Go through the material below and count the lines with the string "impl"; the number is the whole answer.
─── SOURCE INFORMATION
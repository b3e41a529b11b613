//! API layer - HTTP handlers and middleware
//!
//! This module contains all HTTP-related concerns:
//! - Request handlers
//! - Middleware (authentication, role gate)
//! - Custom extractors
//! - Route definitions

pub mod extractors;
pub mod handlers;
pub mod middleware;
pub mod routes;
pub mod state;

pub use routes::create_router;
pub use state::AppState;
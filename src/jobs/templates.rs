//! HTML email templates.
//!
//! Every caller-supplied value is escaped before it reaches the markup.

use html_escape::{encode_double_quoted_attribute, encode_text};

use crate::errors::{AppError, AppResult};

#[cfg(any(test, feature = "test-utils"))]
use mockall::automock;

/// Renders transactional emails to HTML.
#[cfg_attr(any(test, feature = "test-utils"), automock)]
pub trait TemplateService: Send + Sync {
    fn render_welcome_email(&self, user_name: &str, password: &str) -> AppResult<String>;

    fn render_password_reset_email(&self, user_name: &str, reset_link: &str) -> AppResult<String>;

    fn render_email_validation(&self, user_name: &str, validation_link: &str) -> AppResult<String>;
}

/// Built-in templates sharing one HTML frame
#[derive(Debug, Clone, Copy, Default)]
pub struct HtmlTemplateService;

impl HtmlTemplateService {
    pub fn new() -> Self {
        Self
    }
}

fn require(fields: &[(&str, &str)]) -> AppResult<()> {
    let missing: Vec<&str> = fields
        .iter()
        .filter(|(_, value)| value.trim().is_empty())
        .map(|(name, _)| *name)
        .collect();

    if missing.is_empty() {
        Ok(())
    } else {
        Err(AppError::validation(format!(
            "Failed to render template: {} required",
            missing.join(", ")
        )))
    }
}

fn frame(title: &str, header: &str, content: &str) -> String {
    format!(
        r#"<!DOCTYPE html>
<html lang="en">
<head>
    <meta charset="UTF-8">
    <meta name="viewport" content="width=device-width, initial-scale=1.0">
    <title>{title}</title>
    <style>
        body {{ margin: 0; padding: 0; font-family: Helvetica, Arial, sans-serif; }}
        .header {{ background-color: #185691; color: white; font-size: 2rem; padding: 10px; text-align: center; }}
        .content {{ text-align: center; padding: 20px; }}
        .message {{ font-size: 1.2rem; color: #3c3c3c; text-align: justify; line-height: 1.6; }}
        .highlight-box {{ text-align: center; margin: 20px 0; }}
        .highlight-label {{ font-size: 1.1rem; color: #185691; font-weight: bold; }}
        .highlight-value {{ font-size: 1.3rem; font-weight: bold; background-color: #f5f5f5; padding: 8px 16px; border-radius: 4px; display: inline-block; font-family: monospace; }}
        .button {{ display: inline-block; background-color: #185691; color: white; text-decoration: none; padding: 12px 24px; border-radius: 5px; font-weight: bold; }}
        .footer {{ background-color: #4a4a4a; color: white; text-align: center; padding: 10px 0; margin-top: 30px; }}
    </style>
</head>
<body>
    <div class="header">{header}</div>
    <div class="content">
        {content}
    </div>
    <div class="footer">Admin API - All rights reserved</div>
</body>
</html>"#
    )
}

impl TemplateService for HtmlTemplateService {
    fn render_welcome_email(&self, user_name: &str, password: &str) -> AppResult<String> {
        require(&[("userName", user_name), ("password", password)])?;
        let user_name = encode_text(user_name);
        let password = encode_text(password);

        let content = format!(
            r#"<div class="message">
            Hello {user_name}!<br><br>
            Your administrator account has been created and you can start using the portal right away.
            <div class="highlight-box">
                <div class="highlight-label">Your access password:</div>
                <div class="highlight-value">{password}</div>
            </div>
            If you have any questions, just reply to this email.
        </div>"#
        );

        Ok(frame("Welcome", "Welcome aboard", &content))
    }

    fn render_password_reset_email(&self, user_name: &str, reset_link: &str) -> AppResult<String> {
        require(&[("userName", user_name), ("resetLink", reset_link)])?;
        let user_name = encode_text(user_name);
        let reset_link = encode_double_quoted_attribute(reset_link);

        let content = format!(
            r#"<div class="message">
            Hello {user_name},<br><br>
            We received a request to reset your password. If it was you, follow the link below:
            <div class="highlight-box">
                <a href="{reset_link}" class="button">Reset password</a>
            </div>
            The link expires in 1 hour.<br><br>
            If you did not ask for this change you can ignore this email.
        </div>"#
        );

        Ok(frame("Reset password", "Reset password", &content))
    }

    fn render_email_validation(&self, user_name: &str, validation_link: &str) -> AppResult<String> {
        require(&[("userName", user_name), ("validationLink", validation_link)])?;
        let user_name = encode_text(user_name);
        let validation_link = encode_double_quoted_attribute(validation_link);

        let content = format!(
            r#"<div class="message">
            Hello {user_name}!<br><br>
            To finish your registration we need to verify your email address.
            <div class="highlight-box">
                <a href="{validation_link}" class="button">Verify email</a>
            </div>
            The link expires in 24 hours.<br><br>
            If you did not sign up you can ignore this email.
        </div>"#
        );

        Ok(frame("Verify email", "Email verification", &content))
    }
}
──────
WRITTEN REPLY → 2